Journal of Clinical and Translational Hepatology 2021;9(5):635-646 DOI: 10.14218/JCTH.2020.00103
Received:November 7, 2020 Accepted:March 26, 2021 Published online:April 13, 2021

Abstract

Background and Aims:The survival rate of patients with hepatocellular carcinoma is variable. The abnormal expression of RNA-binding proteins (RBPs) is closely related to the occurrence and development of malignant tumors. The primary aim of this study was to identify RBPs related to the prognosis of liver cancer and to construct a prognostic model of liver cancer.

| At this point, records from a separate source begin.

// ---------------------------------------------------------------------------
// Full reorder
// ---------------------------------------------------------------------------

/// Stages new positions for every waiting NOT_OUT player and submits the
/// whole order in one batch.
#[derive(Debug, Clone, Default)]
pub struct FullReorderEditor {
    batting: Vec<BattingOrderEntry>,
    editable: Vec<BattingOrderEntry>,
    out: Vec<BattingOrderEntry>,
    staged: BTreeMap<Id, u8>,
    duplicates: BTreeSet<u8>,
    /// Highlighted editable row.
    pub cursor: usize,
    /// Digits typed for the highlighted row.
    pub input: String,
    /// Blocking message from the last rejected edit.
    pub message: Option<String>,
}

impl FullReorderEditor {
    pub fn new(entries: &[BattingOrderEntry], at_crease: &[Id]) -> Self {
        let mut batting: Vec<_> = entries
            .iter()
            .filter(|e| is_batting(e, at_crease))
            .cloned()
            .collect();
        batting.sort_by_key(|e| e.batting_position);
        let mut out: Vec<_> = entries
            .iter()
            .filter(|e| e.status.is_out() && !is_batting(e, at_crease))
            .cloned()
            .collect();
        out.sort_by_key(|e| e.batting_position);
        let editable = eligible(entries, at_crease);
        let staged = editable
            .iter()
            .map(|e| (e.player_id, e.batting_position))
            .collect();

        let mut editor = Self { batting, editable, out, staged, ..Self::default() };
        editor.recount();
        editor
    }

    pub fn batting(&self) -> &[BattingOrderEntry] {
        &self.batting
    }

    pub fn editable(&self) -> &[BattingOrderEntry] {
        &self.editable
    }

    pub fn out(&self) -> &[BattingOrderEntry] {
        &self.out
    }

    pub fn staged_position(&self, player_id: Id) -> Option<u8> {
        self.staged.get(&player_id).copied()
    }

    pub fn duplicates(&self) -> &BTreeSet<u8> {
        &self.duplicates
    }

    pub fn can_save(&self) -> bool {
        self.duplicates.is_empty()
    }

    pub fn is_dirty(&self) -> bool {
        self.editable
            .iter()
            .any(|e| self.staged_position(e.player_id) != Some(e.batting_position))
    }

    /// Stage a new position. Rejected edits leave every staged value as-is.
    pub fn set_position(&mut self, player_id: Id, position: u8) -> Result<(), EditRejected> {
        if !self.staged.contains_key(&player_id) {
            return Err(EditRejected::NotEditable(player_id));
        }
        if !in_range(position) {
            return Err(EditRejected::OutOfRange(position));
        }
        if let Some(holder) = self.batting.iter().find(|e| e.batting_position == position) {
            return Err(EditRejected::HeldByBatter { position, player: holder.label() });
        }
        self.staged.insert(player_id, position);
        self.recount();
        Ok(())
    }

    fn recount(&mut self) {
        let mut counts: BTreeMap<u8, usize> = BTreeMap::new();
        for position in self.staged.values() {
            *counts.entry(*position).or_default() += 1;
        }
        self.duplicates = counts
            .into_iter()
            .filter(|(_, count)| *count > 1)
            .map(|(position, _)| position)
            .collect();
    }

    /// Batting + staged + OUT players, sorted by position.
    pub fn submission(&self) -> Vec<PositionUpdate> {
        let mut order: Vec<PositionUpdate> = self
            .batting
            .iter()
            .chain(self.out.iter())
            .map(|e| PositionUpdate { player_id: e.player_id, batting_position: e.batting_position })
            .chain(
                self.staged
                    .iter()
                    .map(|(&player_id, &batting_position)| PositionUpdate { player_id, batting_position }),
            )
            .collect();
        order.sort_by_key(|u| (u.batting_position, u.player_id));
        order
    }

    // -- cursor / typing ----------------------------------------------------

    pub fn cursor_down(&mut self) {
        if self.cursor + 1 < self.editable.len() {
            self.cursor += 1;
            self.input.clear();
        }
    }

    pub fn cursor_up(&mut self) {
        if self.cursor > 0 {
            self.cursor -= 1;
            self.input.clear();
        }
    }

    pub fn push_digit(&mut self, c: char) {
        if c.is_ascii_digit() && self.input.len() < 2 {
            self.input.push(c);
        }
    }

    pub fn pop_digit(&mut self) {
        self.input.pop();
    }

    /// Apply the typed digits to the highlighted row.
    pub fn apply_input(&mut self) {
        let Some(player_id) = self.editable.get(self.cursor).map(|e| e.player_id) else {
            return;
        };
        let Ok(position) = self.input.parse::<u8>() else {
            self.input.clear();
            return;
        };
        self.input.clear();
        match self.set_position(player_id, position) {
            Ok(()) => self.message = None,
            Err(e) => self.message = Some(e.to_string()),
        }
    }
}

// ---------------------------------------------------------------------------
// Single-position move
// ---------------------------------------------------------------------------

/// Moves one waiting player to a target slot. Unlike the full reorder this
/// does not check the target against other waiting players.
#[derive(Debug, Clone, Default)]
pub struct SingleMoveEditor {
    eligible: Vec<BattingOrderEntry>,
    pub player: Option<Id>,
    pub target: Option<u8>,
}

impl SingleMoveEditor {
    pub fn new(entries: &[BattingOrderEntry], at_crease: &[Id]) -> Self {
        Self { eligible: eligible(entries, at_crease), ..Self::default() }
    }

    pub fn eligible(&self) -> &[BattingOrderEntry] {
        &self.eligible
    }

    pub fn select_player(&mut self, player_id: Id) -> Result<(), EditRejected> {
        if !self.eligible.iter().any(|e| e.player_id == player_id) {
            return Err(EditRejected::NotEditable(player_id));
        }
        self.player = Some(player_id);
        Ok(())
    }

    pub fn cycle_player(&mut self, forward: bool) {
        if let Some(id) = cycle_id(&self.eligible, self.player, forward) {
            self.player = Some(id);
        }
    }

    pub fn set_target(&mut self, target: Option<u8>) {
        self.target = target;
    }

    pub fn adjust_target(&mut self, forward: bool) {
        self.target = Some(match (self.target, forward) {
            (None, _) => MIN_BATTING_POSITION,
            (Some(t), true) => t.saturating_add(1).min(MAX_BATTING_POSITION),
            (Some(t), false) => t.saturating_sub(1).max(MIN_BATTING_POSITION),
        });
    }

    pub fn can_save(&self) -> bool {
        self.player.is_some() && self.target.is_some_and(in_range)
    }

    pub fn request(&self) -> Option<MoveRequest> {
        if !self.can_save() {
            return None;
        }
        Some(MoveRequest { player_id: self.player?, new_batting_position: self.target? })
    }
}

// ---------------------------------------------------------------------------
// Two-player swap
// ---------------------------------------------------------------------------

#[derive(Debug, Clone, Copy, Default, PartialEq, Eq)]
pub enum SwapSlot {
    #[default]
    First,
    Second,
}

#[derive(Debug, Clone, PartialEq, Eq)]
pub struct SwapPreview {
    pub label: String,
    pub before: u8,
    pub after: u8,
}

#[derive(Debug, Clone, Default)]
pub struct SwapEditor {
    eligible: Vec<BattingOrderEntry>,
    pub first: Option<Id>,
    pub second: Option<Id>,
    pub focus: SwapSlot,
}

impl SwapEditor {
    pub fn new(entries: &[BattingOrderEntry], at_crease: &[Id]) -> Self {
        Self { eligible: eligible(entries, at_crease), ..Self::default() }
    }

    fn choice(&self, slot: SwapSlot) -> Option<Id> {
        match slot {
            SwapSlot::First => self.first,
            SwapSlot::Second => self.second,
        }
    }

    fn other(slot: SwapSlot) -> SwapSlot {
        match slot {
            SwapSlot::First => SwapSlot::Second,
            SwapSlot::Second => SwapSlot::First,
        }
    }

    /// Options for `slot`: every eligible player except the other slot's pick.
    pub fn options(&self, slot: SwapSlot) -> Vec<BattingOrderEntry> {
        let taken = self.choice(Self::other(slot));
        self.eligible
            .iter()
            .filter(|e| Some(e.player_id) != taken)
            .cloned()
            .collect()
    }

    pub fn select(&mut self, slot: SwapSlot, player_id: Id) -> Result<(), EditRejected> {
        if !self.options(slot).iter().any(|e| e.player_id == player_id) {
            return Err(EditRejected::NotEditable(player_id));
        }
        match slot {
            SwapSlot::First => self.first = Some(player_id),
            SwapSlot::Second => self.second = Some(player_id),
        }
        Ok(())
    }

    pub fn toggle_focus(&mut self) {
        self.focus = Self::other(self.focus);
    }

    pub fn cycle(&mut self, forward: bool) {
        let options = self.options(self.focus);
        if let Some(id) = cycle_id(&options, self.choice(self.focus), forward) {
            // `id` comes from the slot's own option list, so this cannot fail.
            let _ = self.select(self.focus, id);
        }
    }

    pub fn can_save(&self) -> bool {
        matches!((self.first, self.second), (Some(a), Some(b)) if a != b)
    }

    /// Before/after positions; each player takes the other's slot.
    pub fn preview(&self) -> Option<[SwapPreview; 2]> {
        let find = |id: Option<Id>| {
            let id = id?;
            self.eligible.iter().find(|e| e.player_id == id)
        };
        let (a, b) = (find(self.first)?, find(self.second)?);
        Some([
            SwapPreview { label: a.label(), before: a.batting_position, after: b.batting_position },
            SwapPreview { label: b.label(), before: b.batting_position, after: a.batting_position },
        ])
    }

    pub fn request(&self) -> Option<SwapRequest> {
        if !self.can_save() {
            return None;
        }
        Some(SwapRequest { player1_id: self.first?, player2_id: self.second? })
    }
}

fn cycle_id(rows: &[BattingOrderEntry], current: Option<Id>, forward: bool) -> Option<Id> {
    if rows.is_empty() {
        return None;
    }
    let len = rows.len();
    let idx = current.and_then(|id| rows.iter().position(|e| e.player_id == id));
    let next = match (idx, forward) {
        (None, _) => 0,
        (Some(i), true) => (i + 1) % len,
        (Some(i), false) => (i + len - 1) % len,
    };
    Some(rows[next].player_id)
}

Methods:We downloaded the hepatocellular carcinoma gene sequencing data from The Cancer Genome Atlas (cancergenome.nih.gov/) database, constructed a protein-protein interaction network, and used Cytoscape to realize the visualization. From among 325 abnormally expressed genes for RBPs, 9 (XPO5, enhancer of zeste 2 polycomb repressive complex 2 subunit [EZH2], CSTF2, BRCA1, RRP12, MRPL54, EIF2AK4, PPARGC1A, and SEPSECS) were selected for construction of the prognostic model. Then, we further verified the results through the Gene Expression Omnibus (www.ncbi.nlm.nih.gov/geo/ ) database and in vitro experiments.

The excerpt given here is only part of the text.